Produce the records below again, word for word, but stop after the line that contains "never an error.".

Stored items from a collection
= Beginning of Section =

//! Reconstruction of inline tables from the mergeable-data blob.
//!
//! The blob carries a CRDT op stream whose schema Apple has never published.
//! Cell texts reliably appear as the string in field 2 of each descendant
//! field-10 message, so the parser scans the whole tree for those and then
//! recovers the row shape from the cell count. Good enough for the 2–4
//! column tables people actually make; a full op replay can slot in later
//! once the op schema is understood.

use crate::blob::unwrap_gzip;
use crate::model::{OBJECT_PLACEHOLDER, Table};
use crate::wire::{Cursor, WireType};

/// Bounds against malformed or adversarial blobs.
const MAX_DEPTH: usize = 15;
const MAX_CELLS: usize = 500;

/// Parse a mergeable-data blob into a table spliced at `position`.
/// Malformed or empty input yields `None`, never an error.
pub fn parse_table(data: &[u8], position: usize) -> Option<Table> {
    let payload = unwrap_gzip(data).ok()?;
    let mut cells = Vec::new();
    collect_cells(&payload, 0, &mut cells);
    if cells.is_empty() {
        return None;
    }
    let width = guess_width(cells.len());
    let rows = cells.chunks(width).map(<[String]>::to_vec).collect();
    Some(Table { rows, position })
}

fn collect_cells(buf: &[u8], depth: usize, out: &mut Vec<String>) {
    if depth > MAX_DEPTH || out.len() >= MAX_CELLS {
        return;
    }
    let mut cur = Cursor::new(buf);
    loop {
        let Ok(Some((field, wire))) = cur.read_tag() else {
            return;
        };
        if wire != WireType::LengthDelimited {
            if cur.skip_field(wire).is_err() {
                return;
            }
            continue;
        }
        let Ok(inner) = cur.read_length_delimited() else {
            return;
        };
        if field == 10 {
            if let Some(cell) = extract_cell_text(inner)
                && out.len() < MAX_CELLS
            {
                out.push(cell);
            }
        } else {
            collect_cells(inner, depth + 1, out);
        }
    }
}

/// The string inside field 2 of a field-10 message, cleaned up.
fn extract_cell_text(buf: &[u8]) -> Option<String> {
    let mut cur = Cursor::new(buf);
    loop {
        let (field, wire) = cur.read_tag().ok()??;
        if field == 2 && wire == WireType::LengthDelimited {
            let raw = cur.read_length_delimited().ok()?;
            let s = std::str::from_utf8(raw).ok()?;
            let cleaned: String = s.chars().filter(|&c| c != OBJECT_PLACEHOLDER).collect();
            let cleaned = cleaned.trim();
            return if cleaned.is_empty() {
                None
            } else {
                Some(cleaned.to_string())
            };
        }
        cur.skip_field(wire).ok()?;
    }
}

/// Pick a column width that divides the cell count, preferring narrow
/// tables; counts nothing divides fall back to 2 with a ragged last row.
fn guess_width(n: usize) -> usize {
    if n <= 2 {
        return n.max(1);
    }
    for w in [2usize, 3, 4] {
        if n % w == 0 {
            return w;
        }
    }
    2
}
//! Decoding of the `ZDATA` note blob: gzip wrapper, protobuf walk, attribute
//! runs, inline table references. The encode path is the exact inverse and is
//! what the create-note path writes back to the store.

use crate::error::{Error, Result};
use crate::model::{AttributeRun, StyleTag, StyledDocument, TABLE_UTI, TableRef};
use crate::wire::{Cursor, WireType, Writer};
use flate2::Compression;
use flate2::read::DeflateDecoder;
use flate2::write::GzEncoder;
use flate2::{Decompress, FlushDecompress};
use std::io::{Read, Write};

const GZIP_MAGIC: [u8; 2] = [0x1f, 0x8b];

/// Decode a raw `ZDATA` blob into a styled document with unresolved table
/// references. The input may be gzip-wrapped or bare protobuf (older records).
pub fn decode(data: &[u8]) -> Result<StyledDocument> {
    let payload = unwrap_gzip(data)?;
    decode_protobuf(&payload)
}

/// Strip the gzip wrapper if present, returning the inner payload.
///
/// Apple writes a plain 10-byte header most of the time, but FEXTRA/FNAME/
/// FCOMMENT/FHCRC have all been observed in synced stores, so the optional
/// sections are skipped per the flag bits rather than assumed absent.
pub fn unwrap_gzip(data: &[u8]) -> Result<Vec<u8>> {
    if data.len() < 2 || data[..2] != GZIP_MAGIC {
        return Ok(data.to_vec());
    }
    if data.len() < 18 {
        return Err(Error::DecodeFailed("decompression"));
    }
    if data[2] != 8 {
        // Only deflate (CM=8) exists in practice.
        return Err(Error::DecodeFailed("decompression"));
    }
    let flags = data[3];
    let mut pos = 10usize;

    // FEXTRA: little-endian length prefix.
    if flags & 0x04 != 0 {
        if pos + 2 > data.len() {
            return Err(Error::DecodeFailed("decompression"));
        }
        let extra = u16::from_le_bytes([data[pos], data[pos + 1]]) as usize;
        pos += 2 + extra;
    }
    // FNAME, FCOMMENT: NUL-terminated.
    for flag in [0x08u8, 0x10] {
        if flags & flag != 0 {
            let rest = data
                .get(pos..)
                .ok_or(Error::DecodeFailed("decompression"))?;
            let nul = rest
                .iter()
                .position(|&b| b == 0)
                .ok_or(Error::DecodeFailed("decompression"))?;
            pos += nul + 1;
        }
    }
    // FHCRC: two bytes of header CRC.
    if flags & 0x02 != 0 {
        pos += 2;
    }
    if pos + 8 > data.len() {
        return Err(Error::DecodeFailed("decompression"));
    }

    // The deflate stream sits between the header and the 8-byte trailer.
    let window = &data[pos..data.len() - 8];
    let mut out = Vec::new();
    let mut decoder = DeflateDecoder::new(window);
    if decoder.read_to_end(&mut out).is_ok() {
        return Ok(out);
    }
    inflate_one_shot(window)
}

/// Fallback for streams the incremental decoder rejects.
fn inflate_one_shot(window: &[u8]) -> Result<Vec<u8>> {
    let mut inflater = Decompress::new(false);
    let mut out = Vec::with_capacity(window.len().saturating_mul(4).max(4096));
    loop {
        let consumed = inflater.total_in() as usize;
        let produced = out.len();
        let status = inflater
            .decompress_vec(&window[consumed..], &mut out, FlushDecompress::Finish)
            .map_err(|_| Error::DecodeFailed("decompression"))?;
        if matches!(status, flate2::Status::StreamEnd) {
            return Ok(out);
        }
        if inflater.total_in() as usize == consumed && out.len() == produced {
            if out.len() == out.capacity() {
                out.reserve(out.capacity().max(4096));
            } else {
                // No forward progress and room to spare: truncated stream.
                return Err(Error::DecodeFailed("decompression"));
            }
        }
    }
}

fn decode_protobuf(payload: &[u8]) -> Result<StyledDocument> {
    let mut text = String::new();
    let mut runs: Vec<AttributeRun> = Vec::new();
    let mut table_refs: Vec<TableRef> = Vec::new();

    // NoteStoreProto → field 2 (document) → field 3 (note).
    let mut root = Cursor::new(payload);
    while let Some((field, wire)) = root.read_tag()? {
        if field == 2 && wire == WireType::LengthDelimited {
            let document = root.read_length_delimited()?;
            let mut doc = Cursor::new(document);
            while let Some((field, wire)) = doc.read_tag()? {
                if field == 3 && wire == WireType::LengthDelimited {
                    let note = doc.read_length_delimited()?;
                    parse_note(note, &mut text, &mut runs, &mut table_refs)?;
                } else {
                    doc.skip_field(wire)?;
                }
            }
        } else {
            root.skip_field(wire)?;
        }
    }

    Ok(StyledDocument {
        text,
        runs,
        tables: Vec::new(),
        table_refs,
    })
}

fn parse_note(
    note: &[u8],
    text: &mut String,
    runs: &mut Vec<AttributeRun>,
    table_refs: &mut Vec<TableRef>,
) -> Result<()> {
    let mut cur = Cursor::new(note);
    let mut offset: usize = runs.iter().map(|r| r.length).sum();
    while let Some((field, wire)) = cur.read_tag()? {
        match (field, wire) {
            (2, WireType::LengthDelimited) => {
                let bytes = cur.read_length_delimited()?;
                *text = String::from_utf8(bytes.to_vec())
                    .map_err(|_| Error::DecodeFailed("text encoding"))?;
            }
            (5, WireType::LengthDelimited) => {
                let bytes = cur.read_length_delimited()?;
                let (run, object) = parse_attribute_run(bytes)?;
                if let Some((uuid, type_uti)) = object
                    && type_uti == TABLE_UTI
                {
                    table_refs.push(TableRef {
                        uuid,
                        type_uti,
                        position: offset,
                    });
                }
                offset += run.length;
                runs.push(run);
            }
            _ => cur.skip_field(wire)?,
        }
    }
    Ok(())
}

type EmbeddedObject = Option<(String, String)>;

fn parse_attribute_run(bytes: &[u8]) -> Result<(AttributeRun, EmbeddedObject)> {
    let mut run = AttributeRun::plain(0, StyleTag::Body);
    let mut object = None;

    let mut cur = Cursor::new(bytes);
    while let Some((field, wire)) = cur.read_tag()? {
        match (field, wire) {
            (1, WireType::Varint) => {
                run.length = cur.read_varint()? as usize;
            }
            (2, WireType::LengthDelimited) => {
                let style = cur.read_length_delimited()?;
                run.style = StyleTag::from_wire(parse_paragraph_style(style)?);
            }
            (3, WireType::LengthDelimited) => {
                let font = cur.read_length_delimited()?;
                parse_font_info(font, &mut run);
            }
            (5, WireType::Varint) => {
                run.font_weight = Some(cur.read_varint()?);
            }
            (12, WireType::LengthDelimited) => {
                let obj = cur.read_length_delimited()?;
                object = parse_embedded_object(obj)?;
            }
            _ => cur.skip_field(wire)?,
        }
    }
    Ok((run, object))
}

/// Returns the `style_type` payload, or `None` when the field is absent
/// (which is how Body paragraphs are written).
fn parse_paragraph_style(bytes: &[u8]) -> Result<Option<u64>> {
    let mut style_type = None;
    let mut cur = Cursor::new(bytes);
    while let Some((field, wire)) = cur.read_tag()? {
        if field == 1 && wire == WireType::Varint {
            style_type = Some(cur.read_varint()?);
        } else {
            cur.skip_field(wire)?;
        }
    }
    Ok(style_type)
}

/// Field 3 is either a proper font message (name at field 1, f32 size at
/// field 2) or, in some legacy records, a bare font-name string. The bare
/// form is recognised by a leading newline byte or an embedded `-`.
fn parse_font_info(bytes: &[u8], run: &mut AttributeRun) {
    let parsed = (|| -> Result<(Option<String>, Option<f32>)> {
        let mut name = None;
        let mut size = None;
        let mut cur = Cursor::new(bytes);
        while let Some((field, wire)) = cur.read_tag()? {
            match (field, wire) {
                (1, WireType::LengthDelimited) => {
                    let raw = cur.read_length_delimited()?;
                    name = std::str::from_utf8(raw).ok().map(str::to_string);
                }
                (2, WireType::Fixed32) => {
                    size = Some(f32::from_bits(cur.read_fixed32()?));
                }
                _ => cur.skip_field(wire)?,
            }
        }
        Ok((name, size))
    })();

    match parsed {
        Ok((name, size)) => {
            run.font_name = name;
            run.font_size = size;
        }
        Err(_) => {
            if let Ok(s) = std::str::from_utf8(bytes)
                && (s.starts_with('\n') || s.contains('-'))
            {
                run.font_name = Some(s.trim_start_matches('\n').to_string());
            }
        }
    }
}

fn parse_embedded_object(bytes: &[u8]) -> Result<EmbeddedObject> {
    let mut uuid = None;
    let mut type_uti = None;
    let mut cur = Cursor::new(bytes);
    while let Some((field, wire)) = cur.read_tag()? {
        match (field, wire) {
            (1, WireType::LengthDelimited) => {
                let raw = cur.read_length_delimited()?;
                uuid = std::str::from_utf8(raw).ok().map(str::to_string);
            }
            (2, WireType::LengthDelimited) => {
                let raw = cur.read_length_delimited()?;
                type_uti = std::str::from_utf8(raw).ok().map(str::to_string);
            }
            _ => cur.skip_field(wire)?,
        }
    }
    Ok(match (uuid, type_uti) {
        (Some(u), Some(t)) => Some((u, t)),
        _ => None,
    })
}

/// Encode text + runs into a store-ready gzipped blob.
pub fn encode(text: &str, runs: &[AttributeRun]) -> Result<Vec<u8>> {
    let payload = encode_protobuf(text, runs);
    let mut encoder = GzEncoder::new(Vec::new(), Compression::default());
    encoder
        .write_all(&payload)
        .and_then(|_| encoder.finish())
        .map_err(|_| Error::DecodeFailed("compression"))
}

/// The bare protobuf payload (pre-gzip); exposed for wire-level tests.
pub fn encode_protobuf(text: &str, runs: &[AttributeRun]) -> Vec<u8> {
    let mut root = Writer::new();
    root.message_field(2, |document| {
        document.message_field(3, |note| {
            note.string_field(2, text);
            for run in runs {
                note.message_field(5, |r| {
                    r.varint_field(1, run.length as u64);
                    // Body is the absence of the style field; never write a zero.
                    if let Some(style) = run.style.to_wire() {
                        r.message_field(2, |s| {
                            s.varint_field(1, style);
                        });
                    }
                    if let Some(weight) = run.font_weight {
                        r.varint_field(5, weight);
                    }
                });
            }
        });
    });
    root.into_bytes()
}

/// Pairs each run with the text slice it covers, for inspection and tests.
/// Run lengths are code points; the slice lookup converts to byte offsets.
pub fn dump_runs(doc: &StyledDocument) -> Vec<(AttributeRun, String)> {
    let byte_offsets: Vec<usize> = doc
        .text
        .char_indices()
        .map(|(i, _)| i)
        .chain(std::iter::once(doc.text.len()))
        .collect();
    let total_chars = byte_offsets.len() - 1;

    let mut out = Vec::with_capacity(doc.runs.len());
    let mut cp = 0usize;
    for run in &doc.runs {
        let start = cp.min(total_chars);
        let end = (cp + run.length).min(total_chars);
        let slice = doc.text[byte_offsets[start]..byte_offsets[end]].to_string();
        out.push((run.clone(), slice));
        cp += run.length;
    }
    out
}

= End of Section =

YOUR SOLUTION
//! Reconstruction of inline tables from the mergeable-data blob.
//!
//! The blob carries a CRDT op stream whose schema Apple has never published.
//! Cell texts reliably appear as the string in field 2 of each descendant
//! field-10 message, so the parser scans the whole tree for those and then
//! recovers the row shape from the cell count. Good enough for the 2–4
//! column tables people actually make; a full op replay can slot in later
//! once the op schema is understood.

use crate::blob::unwrap_gzip;
use crate::model::{OBJECT_PLACEHOLDER, Table};
use crate::wire::{Cursor, WireType};

/// Bounds against malformed or adversarial blobs.
const MAX_DEPTH: usize = 15;
const MAX_CELLS: usize = 500;

/// Parse a mergeable-data blob into a table spliced at `position`.
/// Malformed or empty input yields `None`, never an error.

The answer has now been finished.